Punto de Vista
Por Jesús Michel Narváez
Cuando la realidad vence toda hipótesis, la fantasía desaparece y se genera una especie de complicidad entre el bien y el mal, sea cual fuere su interpretación, y rompe esquemas que, aplicando la lógica, serán los útiles para una justicia pronta y expedita sin que media poder económico o político.
Trato de entender la razón por la cual un juez federal otorgó una suspensión definitiva en favor de Raúl Rocha Cantú, acusado, no señalado, de tráfico de armas, lavado de dinero y huachicol fiscal.
Nada menores los cargos.
Probablemente el empresario seguiría actuando con la impunidad que se le permitió durante una década de no haber estado involucrado en el presunto arreglo para que la representante de México en Miss Universo, la tabasqueña Fátima Bosh, quien, según versiones no confirmadas, ha renunciado a la corona sin decir agua va. Su triunfo, legal o manipulado, es asunto de otro costal.
Sin embargo, el escándalo llevó directamente al empresario neoleonés y sus negocios salieron a la luz pública además de recordarse haber sido propietario del Casino Royale, incendiado hace 14 años por manos criminales y en cuyo evento murieron 59 personas.
Sobre su cabeza pesan abrumadoras pruebas que podrían otorgarle vivienda para todo el resto de su vida sin costo alguno.
De la manera más extraña, las versiones oficiales apuntan a una presentación personal “voluntaria” de Rocha Cantú ante agentes del ministerio público federal y solicitó hablar con el exfiscal general para alcanzar un acuerdo y convertirse en testigo colaborador y alcanzó la denominación que estuvo vigente hasta que dejó, según los fiscales, de presentarse en audiencias programadas.

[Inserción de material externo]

use crate::model::{EdgeId, NodeId};
use thiserror::Error;

#[derive(Clone, Copy, Debug, PartialEq, Eq)]
pub enum DragPhase {
    Idle,
    Dragging,
}

impl std::fmt::Display for DragPhase {
    fn fmt(&self, f: &mut std::fmt::Formatter<'_>) -> std::fmt::Result {
        f.write_str(match self {
            DragPhase::Idle => "idle",
            DragPhase::Dragging => "dragging",
        })
    }
}

/// Precondition violations raised by scene and drag operations.
#[derive(Clone, Debug, PartialEq, Error)]
pub enum SceneError {
    #[error("unknown node {0}")]
    UnknownNode(NodeId),
    #[error("unknown edge {0}")]
    UnknownEdge(EdgeId),
    #[error("drag controller is {found}, expected {expected}")]
    InvalidDragState { expected: DragPhase, found: DragPhase },
    #[error("position ({x}, {y}) is outside the surface")]
    InvalidPosition { x: f32, y: f32 },
}

impl SceneError {
    /// Stable machine-readable code, used by the browser bindings.
    pub fn code(&self) -> &'static str {
        match self {
            SceneError::UnknownNode(_) => "unknown_node",
            SceneError::UnknownEdge(_) => "unknown_edge",
            SceneError::InvalidDragState { .. } => "invalid_drag_state",
            SceneError::InvalidPosition { .. } => "invalid_position",
        }
    }
}

#[derive(Debug, Error)]
pub enum ConfigError {
    #[error("config is not valid JSON: {0}")]
    Parse(#[from] serde_json::Error),
    #[error("config field '{field}' must be finite and positive, got {got}")]
    NonPositive { field: &'static str, got: f32 },
    #[error("config field '{field}' must be finite, got {got}")]
    NonFinite { field: &'static str, got: f32 },
    #[error("config field 'undo_limit' must be at least 1, or null for unbounded")]
    ZeroUndoLimit,
}
use crate::deletion::DeletionPolicy;
use crate::error::{DragPhase, SceneError};
use crate::model::{NodeId, Vec2};
use crate::scene::Scene;
use crate::undo::UndoStack;
use serde::Serialize;

#[derive(Clone, Copy, Debug, Default, PartialEq)]
pub enum DragState {
    #[default]
    Idle,
    Dragging {
        node: NodeId,
        /// node position minus pointer position at grab time
        offset: Vec2,
    },
}

/// How a finished drag left its node.
#[derive(Clone, Copy, Debug, PartialEq, Eq, Serialize)]
#[serde(rename_all = "snake_case")]
pub enum DragOutcome {
    Kept(NodeId),
    Deleted(NodeId),
}

/// Tracks one node drag from grab to drop.
#[derive(Clone, Debug, Default)]
pub struct DragController {
    state: DragState,
}

impl DragController {
    pub fn new() -> Self {
        DragController::default()
    }

    pub fn state(&self) -> DragState {
        self.state
    }

    pub fn is_dragging(&self) -> bool {
        matches!(self.state, DragState::Dragging { .. })
    }

    pub fn dragged_node(&self) -> Option<NodeId> {
        match self.state {
            DragState::Dragging { node, .. } => Some(node),
            DragState::Idle => None,
        }
    }

    /// Grab `node` under the pointer. Takes one undo snapshot for the whole
    /// drag before anything moves.
    pub fn begin(&mut self, scene: &Scene, undo: &mut UndoStack, node: NodeId, x: f32, y: f32) -> Result<(), SceneError> {
        if self.is_dragging() {
            return Err(SceneError::InvalidDragState { expected: DragPhase::Idle, found: DragPhase::Dragging });
        }
        let pointer = Vec2::new(x, y);
        if !pointer.is_finite() {
            return Err(SceneError::InvalidPosition { x, y });
        }
        let current = scene.node(node).ok_or(SceneError::UnknownNode(node))?.position;
        undo.snapshot(scene);
        self.state = DragState::Dragging { node, offset: current - pointer };
        log::debug!("drag mode activated for node {}", node);
        Ok(())
    }

    pub fn move_to(&mut self, scene: &mut Scene, x: f32, y: f32) -> Result<(), SceneError> {
        let DragState::Dragging { node, offset } = self.state else {
            return Err(SceneError::InvalidDragState { expected: DragPhase::Dragging, found: DragPhase::Idle });
        };
        log::trace!("drag node {} to pointer ({}, {})", node, x, y);
        scene.update_node_position(node, Vec2::new(x, y) + offset)
    }

    /// Drop the node at the pointer. Deletes it when it lands in the trash
    /// zone. The controller returns to idle even when the drop is rejected.
    pub fn end(&mut self, scene: &mut Scene, policy: &DeletionPolicy, x: f32, y: f32) -> Result<DragOutcome, SceneError> {
        let DragState::Dragging { node, offset } = self.state else {
            return Err(SceneError::InvalidDragState { expected: DragPhase::Dragging, found: DragPhase::Idle });
        };
        self.state = DragState::Idle;
        let pointer = Vec2::new(x, y);
        if !pointer.is_finite() {
            log::debug!("drag mode deactivated: rejected drop at ({}, {})", x, y);
            return Err(SceneError::InvalidPosition { x, y });
        }
        scene.update_node_position(node, pointer + offset)?;
        let last = scene.node(node).ok_or(SceneError::UnknownNode(node))?.position;
        let outcome = if policy.should_delete(last) {
            scene.delete_node(node)?;
            DragOutcome::Deleted(node)
        } else {
            DragOutcome::Kept(node)
        };
        log::debug!("drag mode deactivated: {:?}", outcome);
        Ok(outcome)
    }

    /// Forget any in-progress drag without touching the scene.
    pub fn reset(&mut self) {
        self.state = DragState::Idle;
    }
}
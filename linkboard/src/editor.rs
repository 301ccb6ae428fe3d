use crate::config::EditorConfig;
use crate::deletion::DeletionPolicy;
use crate::drag::{DragController, DragOutcome, DragState};
use crate::error::{ConfigError, SceneError};
use crate::input::{InputEvent, PointerTarget};
use crate::model::{EdgeId, NodeId, Rect, Vec2};
use crate::render::{Renderer, Surface};
use crate::scene::Scene;
use crate::undo::UndoStack;
use serde::Serialize;

/// Observable result of one editor action.
#[derive(Clone, Copy, Debug, PartialEq, Serialize)]
#[serde(tag = "effect", content = "data", rename_all = "snake_case")]
pub enum Effect {
    None,
    NodeCreated(NodeId),
    DragStarted(NodeId),
    NodeMoved(NodeId),
    DragEnded(DragOutcome),
    EdgeToggled { edge: EdgeId, active: bool },
    LabelEdited(NodeId),
    Undone,
    NothingToUndo,
}

/// Owns the live scene and everything that mutates it. One instance per
/// editing session; input is applied strictly in arrival order.
#[derive(Debug)]
pub struct Editor {
    config: EditorConfig,
    scene: Scene,
    undo: UndoStack,
    drag: DragController,
    policy: DeletionPolicy,
    renderer: Renderer,
    press: Option<PointerTarget>,
    label_session: Option<NodeId>,
}

impl Default for Editor {
    fn default() -> Self {
        Editor::build(EditorConfig::default())
    }
}

impl Editor {
    pub fn new(config: EditorConfig) -> Result<Self, ConfigError> {
        config.validate()?;
        Ok(Editor::build(config))
    }

    fn build(config: EditorConfig) -> Self {
        Editor {
            scene: Scene::new(config.surface, config.edge_anchor),
            undo: UndoStack::new(config.undo_limit),
            drag: DragController::new(),
            policy: DeletionPolicy::new(config.deletion_zone, config.surface),
            renderer: Renderer::new(),
            press: None,
            label_session: None,
            config,
        }
    }

    pub fn config(&self) -> &EditorConfig {
        &self.config
    }

    pub fn scene(&self) -> &Scene {
        &self.scene
    }

    pub fn undo_depth(&self) -> usize {
        self.undo.len()
    }

    pub fn drag_state(&self) -> DragState {
        self.drag.state()
    }

    /// The trash marker is only shown while a node is being dragged.
    pub fn trash_visible(&self) -> bool {
        self.drag.is_dragging()
    }

    pub fn trash_rect(&self) -> Rect {
        self.policy.zone_rect()
    }

    pub fn resize(&mut self, width: f32, height: f32) -> Result<(), SceneError> {
        let mut surface = self.config.surface;
        surface.width = width;
        surface.height = height;
        if !(width.is_finite() && width > 0.0 && height.is_finite() && height > 0.0) {
            return Err(SceneError::InvalidPosition { x: width, y: height });
        }
        self.config.surface = surface;
        self.scene.set_bounds(surface);
        self.policy = DeletionPolicy::new(self.config.deletion_zone, surface);
        Ok(())
    }

    pub fn default_label(&self) -> String {
        format!("{} {}", self.config.label_prefix, self.scene.next_node_id().0 + 1)
    }

    // Structural mutations: each takes exactly one snapshot first.
    pub fn create_node(&mut self, x: f32, y: f32, label: Option<String>) -> Result<NodeId, SceneError> {
        let p = Vec2::new(x, y);
        if !p.is_finite() || !self.scene.bounds().contains(p) {
            return Err(SceneError::InvalidPosition { x, y });
        }
        let label = label.unwrap_or_else(|| self.default_label());
        self.label_session = None;
        self.undo.snapshot(&self.scene);
        self.scene.create_node(p, label)
    }

    pub fn begin_drag(&mut self, node: NodeId, x: f32, y: f32) -> Result<(), SceneError> {
        self.drag.begin(&self.scene, &mut self.undo, node, x, y)?;
        self.label_session = None;
        Ok(())
    }

    pub fn drag_to(&mut self, x: f32, y: f32) -> Result<(), SceneError> {
        self.drag.move_to(&mut self.scene, x, y)
    }

    pub fn end_drag(&mut self, x: f32, y: f32) -> Result<DragOutcome, SceneError> {
        self.drag.end(&mut self.scene, &self.policy, x, y)
    }

    /// Edge activation is not a structural change and takes no snapshot.
    pub fn toggle_edge(&mut self, edge: EdgeId) -> Result<bool, SceneError> {
        self.scene.toggle_edge(edge)
    }

    /// Consecutive edits of the same node's label share one snapshot.
    pub fn edit_label(&mut self, node: NodeId, text: impl Into<String>) -> Result<(), SceneError> {
        if self.scene.node(node).is_none() {
            return Err(SceneError::UnknownNode(node));
        }
        if self.label_session != Some(node) {
            self.undo.snapshot(&self.scene);
            self.label_session = Some(node);
        }
        self.scene.set_node_label(node, text)
    }

    /// Restore the most recent snapshot. Returns `false` when there was
    /// nothing to undo; the scene is then left as it was.
    pub fn undo(&mut self) -> bool {
        let Some(mut restored) = self.undo.undo() else {
            log::debug!("nothing to undo");
            return false;
        };
        restored.adopt_from(&self.scene);
        self.scene = restored;
        self.drag.reset();
        self.press = None;
        self.label_session = None;
        log::debug!("undo: restored {} nodes, {} left on stack", self.scene.node_count(), self.undo.len());
        true
    }

    pub fn handle(&mut self, event: InputEvent) -> Result<Effect, SceneError> {
        if event.is_undo_chord() {
            return Ok(if self.undo() { Effect::Undone } else { Effect::NothingToUndo });
        }
        match event {
            InputEvent::PointerDown { x, y, target } => {
                // Recorded even when the press below fails, so its release is
                // not taken for a canvas click. Scene, undo and drag state
                // stay untouched on that path.
                self.press = Some(target);
                match target {
                    PointerTarget::Node(n) => {
                        self.begin_drag(n, x, y)?;
                        Ok(Effect::DragStarted(n))
                    }
                    PointerTarget::Edge(e) => {
                        let active = self.toggle_edge(e)?;
                        Ok(Effect::EdgeToggled { edge: e, active })
                    }
                    PointerTarget::Canvas => Ok(Effect::None),
                }
            }
            InputEvent::PointerMove { x, y } => match self.drag.dragged_node() {
                Some(n) => {
                    self.drag_to(x, y)?;
                    Ok(Effect::NodeMoved(n))
                }
                None => Ok(Effect::None),
            },
            InputEvent::PointerUp { x, y } => {
                let press = self.press.take();
                if self.drag.is_dragging() {
                    return self.end_drag(x, y).map(Effect::DragEnded);
                }
                match press {
                    None | Some(PointerTarget::Canvas) => self.create_node(x, y, None).map(Effect::NodeCreated),
                    Some(_) => Ok(Effect::None),
                }
            }
            InputEvent::LabelInput { node, text } => {
                self.edit_label(node, text)?;
                Ok(Effect::LabelEdited(node))
            }
            InputEvent::KeyDown { .. } => Ok(Effect::None),
        }
    }

    /// Push pending scene changes to `surface`.
    pub fn render(&mut self, surface: &mut dyn Surface) {
        let changes = self.scene.take_changes();
        if !changes.is_empty() {
            self.renderer.reconcile(&self.scene, &changes, surface);
        }
    }

    /// Draw the full scene regardless of pending changes, e.g. for a newly
    /// attached surface.
    pub fn render_all(&mut self, surface: &mut dyn Surface) {
        self.scene.take_changes();
        self.renderer.redraw(&self.scene, surface);
    }
}
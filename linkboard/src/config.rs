use crate::deletion::DeletionZone;
use crate::error::ConfigError;
use crate::geometry::limits::in_size_bounds;
use crate::model::{Rect, Vec2};
use serde::{Deserialize, Serialize};

pub const DEFAULT_UNDO_LIMIT: usize = 200;

/// Editor tunables. Every field has a default, so a partial document is valid.
#[derive(Clone, Debug, PartialEq, Serialize, Deserialize)]
#[serde(default)]
pub struct EditorConfig {
    /// Visible canvas rect; nodes can only be created inside it.
    pub surface: Rect,
    pub deletion_zone: DeletionZone,
    /// Max snapshots kept; `None` keeps everything.
    pub undo_limit: Option<usize>,
    pub label_prefix: String,
    /// Offset from a node's position to the point its edges attach to.
    pub edge_anchor: Vec2,
    pub pick_tolerance: f32,
}

impl Default for EditorConfig {
    fn default() -> Self {
        EditorConfig {
            surface: Rect::default(),
            deletion_zone: DeletionZone::default(),
            undo_limit: Some(DEFAULT_UNDO_LIMIT),
            label_prefix: "Point".to_string(),
            edge_anchor: Vec2::ZERO,
            pick_tolerance: 6.0,
        }
    }
}

impl EditorConfig {
    pub fn from_json_str(s: &str) -> Result<Self, ConfigError> {
        let cfg: EditorConfig = serde_json::from_str(s)?;
        cfg.validate()?;
        Ok(cfg)
    }

    pub fn validate(&self) -> Result<(), ConfigError> {
        let positive = [
            ("surface.width", self.surface.width),
            ("surface.height", self.surface.height),
            ("deletion_zone.size", self.deletion_zone.size),
        ];
        for (field, got) in positive {
            if !in_size_bounds(got) {
                return Err(ConfigError::NonPositive { field, got });
            }
        }
        let finite = [
            ("surface.x", self.surface.x),
            ("surface.y", self.surface.y),
            ("edge_anchor.x", self.edge_anchor.x),
            ("edge_anchor.y", self.edge_anchor.y),
        ];
        for (field, got) in finite {
            if !got.is_finite() {
                return Err(ConfigError::NonFinite { field, got });
            }
        }
        if self.undo_limit == Some(0) {
            return Err(ConfigError::ZeroUndoLimit);
        }
        if !self.pick_tolerance.is_finite() || self.pick_tolerance < 0.0 {
            return Err(ConfigError::NonFinite { field: "pick_tolerance", got: self.pick_tolerance });
        }
        Ok(())
    }
}

#[cfg(test)]
mod tests {
    use super::*;
    use crate::deletion::Corner;

    #[test]
    fn partial_json_keeps_defaults() {
        let cfg = EditorConfig::from_json_str(r#"{"deletion_zone": {"size": 64}}"#).unwrap();
        assert_eq!(cfg.deletion_zone.size, 64.0);
        assert_eq!(cfg.deletion_zone.corner, Corner::TopLeft);
        assert_eq!(cfg.undo_limit, Some(DEFAULT_UNDO_LIMIT));
        assert_eq!(cfg.label_prefix, "Point");
    }

    #[test]
    fn null_undo_limit_means_unbounded() {
        let cfg = EditorConfig::from_json_str(r#"{"undo_limit": null}"#).unwrap();
        assert_eq!(cfg.undo_limit, None);
    }

    #[test]
    fn zero_undo_limit_is_rejected() {
        let err = EditorConfig::from_json_str(r#"{"undo_limit": 0}"#).unwrap_err();
        assert!(matches!(err, ConfigError::ZeroUndoLimit));
        let cfg = EditorConfig { undo_limit: Some(0), ..EditorConfig::default() };
        assert!(crate::Editor::new(cfg).is_err());
        assert!(EditorConfig::from_json_str(r#"{"undo_limit": 1}"#).is_ok());
    }

    #[test]
    fn rejects_bad_sizes_and_bad_json() {
        let err = EditorConfig::from_json_str(r#"{"surface": {"x":0,"y":0,"width":0,"height":10}}"#).unwrap_err();
        assert!(matches!(err, ConfigError::NonPositive { field: "surface.width", .. }));
        let err = EditorConfig::from_json_str(r#"{"deletion_zone": {"size": -5}}"#).unwrap_err();
        assert!(matches!(err, ConfigError::NonPositive { field: "deletion_zone.size", .. }));
        assert!(matches!(EditorConfig::from_json_str("{"), Err(ConfigError::Parse(_))));
    }
}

Supuestamente la orden de aprehensión en contra de Rocha Cantú se reactivo y los sabuesos federales fueron en busca de la prensa y, con sorpresa, se enteraron que no estaba en el país y hasta ese momento, por supuesto, ignoraban el paradero.
Pero alguien -cuya identidad se ocultó- , un mexicano “patriota” -a lo mejor era aun tailandés que cobraba venganza- lo ubicó en pomadoso restaurante en París, lo fotografió y subió la imagen a Facebook en donde se observa como respaldo la Torre Eiffel.
Con todos los elementos para aprehenderlo, el empresario sacó un as -que parece será póker de ases- con el cual sorprendió al exfiscal y sus segundos.
El as se llama información.
Hasta el momento no se tiene idea de quién podría salir a la luz pública. Se habla, más no se afirma ni se confirma, que Rocha vendió armas al Ejército, la Marina y la Secretaría de Seguridad y Participación Ciudadana cuando la Guardia Nacional dependía de la institución. Se habla de las decenas de estaciones de servicio, vaya, gasolinerías, ubicadas no solamente en Nuevo León sino en Tamaulipas, en donde se encuentra el mayor número y el puerto en el que se desembarca el combustible ilegal que se introduce al país y se distribuye en decenas de ciudades.
Con la orden del juez federal, la autoridad federal, en este caso la Fiscalía General de la República, queda impedida de “echarle al guante” y Rocha Cantú podrá estar en el país. salir y regresar sin que nadie lo moleste.
¿Qué sabe, a quién vendió armas, qué jefe militar estuvo o está detrás de las adquisiciones?
Resultaría poco creíble pero no imposible de aceptar, que las armas las hayan adquirido los grupos criminales.
Pero en tiempo de la cuatroté, donde todo es bienestar y democracia, todo puede ocurrir.